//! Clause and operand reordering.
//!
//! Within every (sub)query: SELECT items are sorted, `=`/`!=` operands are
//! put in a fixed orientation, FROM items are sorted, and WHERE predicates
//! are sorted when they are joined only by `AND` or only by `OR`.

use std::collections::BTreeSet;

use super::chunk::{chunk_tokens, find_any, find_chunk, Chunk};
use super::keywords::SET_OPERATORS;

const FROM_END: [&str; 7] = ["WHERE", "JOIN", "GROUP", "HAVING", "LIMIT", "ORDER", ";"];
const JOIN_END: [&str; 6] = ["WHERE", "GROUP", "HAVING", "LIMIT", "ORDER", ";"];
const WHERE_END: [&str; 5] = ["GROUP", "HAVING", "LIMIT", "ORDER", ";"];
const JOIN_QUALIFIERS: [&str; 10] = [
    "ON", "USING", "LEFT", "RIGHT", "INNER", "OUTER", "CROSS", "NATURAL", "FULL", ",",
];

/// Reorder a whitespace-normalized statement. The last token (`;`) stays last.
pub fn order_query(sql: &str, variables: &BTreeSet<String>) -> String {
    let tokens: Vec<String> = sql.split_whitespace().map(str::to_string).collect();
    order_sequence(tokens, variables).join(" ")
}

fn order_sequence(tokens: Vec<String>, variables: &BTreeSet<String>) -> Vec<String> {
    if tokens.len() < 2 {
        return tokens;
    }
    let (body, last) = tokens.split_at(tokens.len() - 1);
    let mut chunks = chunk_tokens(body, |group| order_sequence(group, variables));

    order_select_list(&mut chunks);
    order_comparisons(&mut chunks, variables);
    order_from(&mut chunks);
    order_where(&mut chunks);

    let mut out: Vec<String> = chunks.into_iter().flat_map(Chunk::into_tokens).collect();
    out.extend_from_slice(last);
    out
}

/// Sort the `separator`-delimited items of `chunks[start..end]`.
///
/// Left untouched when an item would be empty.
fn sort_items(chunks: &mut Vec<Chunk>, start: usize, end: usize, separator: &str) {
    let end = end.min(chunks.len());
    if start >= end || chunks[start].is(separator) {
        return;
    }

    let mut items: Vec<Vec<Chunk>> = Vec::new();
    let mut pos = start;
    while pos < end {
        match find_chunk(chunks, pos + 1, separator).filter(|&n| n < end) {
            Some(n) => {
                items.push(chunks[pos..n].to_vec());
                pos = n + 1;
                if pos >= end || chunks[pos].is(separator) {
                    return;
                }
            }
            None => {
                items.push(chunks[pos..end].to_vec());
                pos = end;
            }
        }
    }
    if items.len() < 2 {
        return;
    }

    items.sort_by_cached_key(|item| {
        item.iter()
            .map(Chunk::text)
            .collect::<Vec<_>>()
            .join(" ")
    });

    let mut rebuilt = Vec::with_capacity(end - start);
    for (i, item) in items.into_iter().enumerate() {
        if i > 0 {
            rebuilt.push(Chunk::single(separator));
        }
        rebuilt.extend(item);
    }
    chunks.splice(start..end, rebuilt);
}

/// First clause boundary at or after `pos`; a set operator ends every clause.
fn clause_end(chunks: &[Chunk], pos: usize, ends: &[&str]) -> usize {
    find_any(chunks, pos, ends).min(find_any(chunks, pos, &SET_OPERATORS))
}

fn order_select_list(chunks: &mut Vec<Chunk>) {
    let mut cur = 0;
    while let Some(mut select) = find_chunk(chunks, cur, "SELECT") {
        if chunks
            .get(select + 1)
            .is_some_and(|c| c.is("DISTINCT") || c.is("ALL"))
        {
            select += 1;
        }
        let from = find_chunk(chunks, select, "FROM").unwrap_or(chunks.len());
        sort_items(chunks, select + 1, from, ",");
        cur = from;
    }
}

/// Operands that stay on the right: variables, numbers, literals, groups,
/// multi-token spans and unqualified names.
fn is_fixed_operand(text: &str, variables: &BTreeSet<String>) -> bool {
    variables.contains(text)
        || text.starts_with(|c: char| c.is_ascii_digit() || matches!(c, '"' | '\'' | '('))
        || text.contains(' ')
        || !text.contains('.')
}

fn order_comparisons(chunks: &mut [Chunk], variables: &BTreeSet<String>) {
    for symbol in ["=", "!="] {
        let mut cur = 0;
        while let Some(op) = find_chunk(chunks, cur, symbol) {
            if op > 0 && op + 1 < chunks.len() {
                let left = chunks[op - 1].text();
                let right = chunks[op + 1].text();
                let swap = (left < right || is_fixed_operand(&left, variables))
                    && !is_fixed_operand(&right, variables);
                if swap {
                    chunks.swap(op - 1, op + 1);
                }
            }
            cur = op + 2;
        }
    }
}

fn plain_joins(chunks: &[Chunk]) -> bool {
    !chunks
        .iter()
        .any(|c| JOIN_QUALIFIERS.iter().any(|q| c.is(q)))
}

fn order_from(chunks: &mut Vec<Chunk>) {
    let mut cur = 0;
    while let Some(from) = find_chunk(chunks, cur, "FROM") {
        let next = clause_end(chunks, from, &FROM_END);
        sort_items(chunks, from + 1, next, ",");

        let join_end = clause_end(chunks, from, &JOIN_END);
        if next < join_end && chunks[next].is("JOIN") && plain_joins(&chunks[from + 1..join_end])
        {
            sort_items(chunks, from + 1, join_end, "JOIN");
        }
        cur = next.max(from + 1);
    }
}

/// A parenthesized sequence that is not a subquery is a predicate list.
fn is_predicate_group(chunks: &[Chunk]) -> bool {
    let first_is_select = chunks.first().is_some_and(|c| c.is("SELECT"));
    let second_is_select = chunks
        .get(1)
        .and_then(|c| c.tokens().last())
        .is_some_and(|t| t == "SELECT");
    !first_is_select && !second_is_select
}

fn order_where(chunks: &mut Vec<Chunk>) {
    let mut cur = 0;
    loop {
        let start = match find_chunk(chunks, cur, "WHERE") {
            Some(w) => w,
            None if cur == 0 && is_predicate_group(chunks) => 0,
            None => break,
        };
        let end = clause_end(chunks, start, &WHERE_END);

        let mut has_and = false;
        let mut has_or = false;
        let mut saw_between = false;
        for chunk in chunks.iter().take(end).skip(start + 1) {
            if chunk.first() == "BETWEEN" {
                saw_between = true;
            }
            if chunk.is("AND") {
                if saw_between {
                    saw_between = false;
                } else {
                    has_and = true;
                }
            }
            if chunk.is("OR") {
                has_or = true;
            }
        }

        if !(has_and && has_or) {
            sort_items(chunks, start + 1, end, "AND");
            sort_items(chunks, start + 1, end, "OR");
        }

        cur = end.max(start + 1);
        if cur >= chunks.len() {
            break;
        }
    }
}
☆ ☆ ☆ ☆ ☆ ☆ ☆
Output all of the listing exactly as written.

Output for this task:
//! Clause and operand reordering.
//!
//! Within every (sub)query: SELECT items are sorted, `=`/`!=` operands are
//! put in a fixed orientation, FROM items are sorted, and WHERE predicates
//! are sorted when they are joined only by `AND` or only by `OR`.

use std::collections::BTreeSet;

use super::chunk::{chunk_tokens, find_any, find_chunk, Chunk};
use super::keywords::SET_OPERATORS;

const FROM_END: [&str; 7] = ["WHERE", "JOIN", "GROUP", "HAVING", "LIMIT", "ORDER", ";"];
const JOIN_END: [&str; 6] = ["WHERE", "GROUP", "HAVING", "LIMIT", "ORDER", ";"];
const WHERE_END: [&str; 5] = ["GROUP", "HAVING", "LIMIT", "ORDER", ";"];
const JOIN_QUALIFIERS: [&str; 10] = [
    "ON", "USING", "LEFT", "RIGHT", "INNER", "OUTER", "CROSS", "NATURAL", "FULL", ",",
];

/// Reorder a whitespace-normalized statement. The last token (`;`) stays last.
pub fn order_query(sql: &str, variables: &BTreeSet<String>) -> String {
    let tokens: Vec<String> = sql.split_whitespace().map(str::to_string).collect();
    order_sequence(tokens, variables).join(" ")
}

fn order_sequence(tokens: Vec<String>, variables: &BTreeSet<String>) -> Vec<String> {
    if tokens.len() < 2 {
        return tokens;
    }
    let (body, last) = tokens.split_at(tokens.len() - 1);
    let mut chunks = chunk_tokens(body, |group| order_sequence(group, variables));

    order_select_list(&mut chunks);
    order_comparisons(&mut chunks, variables);
    order_from(&mut chunks);
    order_where(&mut chunks);

    let mut out: Vec<String> = chunks.into_iter().flat_map(Chunk::into_tokens).collect();
    out.extend_from_slice(last);
    out
}

/// Sort the `separator`-delimited items of `chunks[start..end]`.
///
/// Left untouched when an item would be empty.
fn sort_items(chunks: &mut Vec<Chunk>, start: usize, end: usize, separator: &str) {
    let end = end.min(chunks.len());
    if start >= end || chunks[start].is(separator) {
        return;
    }

    let mut items: Vec<Vec<Chunk>> = Vec::new();
    let mut pos = start;
    while pos < end {
        match find_chunk(chunks, pos + 1, separator).filter(|&n| n < end) {
            Some(n) => {
                items.push(chunks[pos..n].to_vec());
                pos = n + 1;
                if pos >= end || chunks[pos].is(separator) {
                    return;
                }
            }
            None => {
                items.push(chunks[pos..end].to_vec());
                pos = end;
            }
        }
    }
    if items.len() < 2 {
        return;
    }

    items.sort_by_cached_key(|item| {
        item.iter()
            .map(Chunk::text)
            .collect::<Vec<_>>()
            .join(" ")
    });

    let mut rebuilt = Vec::with_capacity(end - start);
    for (i, item) in items.into_iter().enumerate() {
        if i > 0 {
            rebuilt.push(Chunk::single(separator));
        }
        rebuilt.extend(item);
    }
    chunks.splice(start..end, rebuilt);
}

/// First clause boundary at or after `pos`; a set operator ends every clause.
fn clause_end(chunks: &[Chunk], pos: usize, ends: &[&str]) -> usize {
    find_any(chunks, pos, ends).min(find_any(chunks, pos, &SET_OPERATORS))
}

fn order_select_list(chunks: &mut Vec<Chunk>) {
    let mut cur = 0;
    while let Some(mut select) = find_chunk(chunks, cur, "SELECT") {
        if chunks
            .get(select + 1)
            .is_some_and(|c| c.is("DISTINCT") || c.is("ALL"))
        {
            select += 1;
        }
        let from = find_chunk(chunks, select, "FROM").unwrap_or(chunks.len());
        sort_items(chunks, select + 1, from, ",");
        cur = from;
    }
}

/// Operands that stay on the right: variables, numbers, literals, groups,
/// multi-token spans and unqualified names.
fn is_fixed_operand(text: &str, variables: &BTreeSet<String>) -> bool {
    variables.contains(text)
        || text.starts_with(|c: char| c.is_ascii_digit() || matches!(c, '"' | '\'' | '('))
        || text.contains(' ')
        || !text.contains('.')
}

fn order_comparisons(chunks: &mut [Chunk], variables: &BTreeSet<String>) {
    for symbol in ["=", "!="] {
        let mut cur = 0;
        while let Some(op) = find_chunk(chunks, cur, symbol) {
            if op > 0 && op + 1 < chunks.len() {
                let left = chunks[op - 1].text();
                let right = chunks[op + 1].text();
                let swap = (left < right || is_fixed_operand(&left, variables))
                    && !is_fixed_operand(&right, variables);
                if swap {
                    chunks.swap(op - 1, op + 1);
                }
            }
            cur = op + 2;
        }
    }
}

fn plain_joins(chunks: &[Chunk]) -> bool {
    !chunks
        .iter()
        .any(|c| JOIN_QUALIFIERS.iter().any(|q| c.is(q)))
}

fn order_from(chunks: &mut Vec<Chunk>) {
    let mut cur = 0;
    while let Some(from) = find_chunk(chunks, cur, "FROM") {
        let next = clause_end(chunks, from, &FROM_END);
        sort_items(chunks, from + 1, next, ",");

        let join_end = clause_end(chunks, from, &JOIN_END);
        if next < join_end && chunks[next].is("JOIN") && plain_joins(&chunks[from + 1..join_end])
        {
            sort_items(chunks, from + 1, join_end, "JOIN");
        }
        cur = next.max(from + 1);
    }
}

/// A parenthesized sequence that is not a subquery is a predicate list.
fn is_predicate_group(chunks: &[Chunk]) -> bool {
    let first_is_select = chunks.first().is_some_and(|c| c.is("SELECT"));
    let second_is_select = chunks
        .get(1)
        .and_then(|c| c.tokens().last())
        .is_some_and(|t| t == "SELECT");
    !first_is_select && !second_is_select
}

fn order_where(chunks: &mut Vec<Chunk>) {
    let mut cur = 0;
    loop {
        let start = match find_chunk(chunks, cur, "WHERE") {
            Some(w) => w,
            None if cur == 0 && is_predicate_group(chunks) => 0,
            None => break,
        };
        let end = clause_end(chunks, start, &WHERE_END);

        let mut has_and = false;
        let mut has_or = false;
        let mut saw_between = false;
        for chunk in chunks.iter().take(end).skip(start + 1) {
            if chunk.first() == "BETWEEN" {
                saw_between = true;
            }
            if chunk.is("AND") {
                if saw_between {
                    saw_between = false;
                } else {
                    has_and = true;
                }
            }
            if chunk.is("OR") {
                has_or = true;
            }
        }

        if !(has_and && has_or) {
            sort_items(chunks, start + 1, end, "AND");
            sort_items(chunks, start + 1, end, "OR");
        }

        cur = end.max(start + 1);
        if cur >= chunks.len() {
            break;
        }
    }
}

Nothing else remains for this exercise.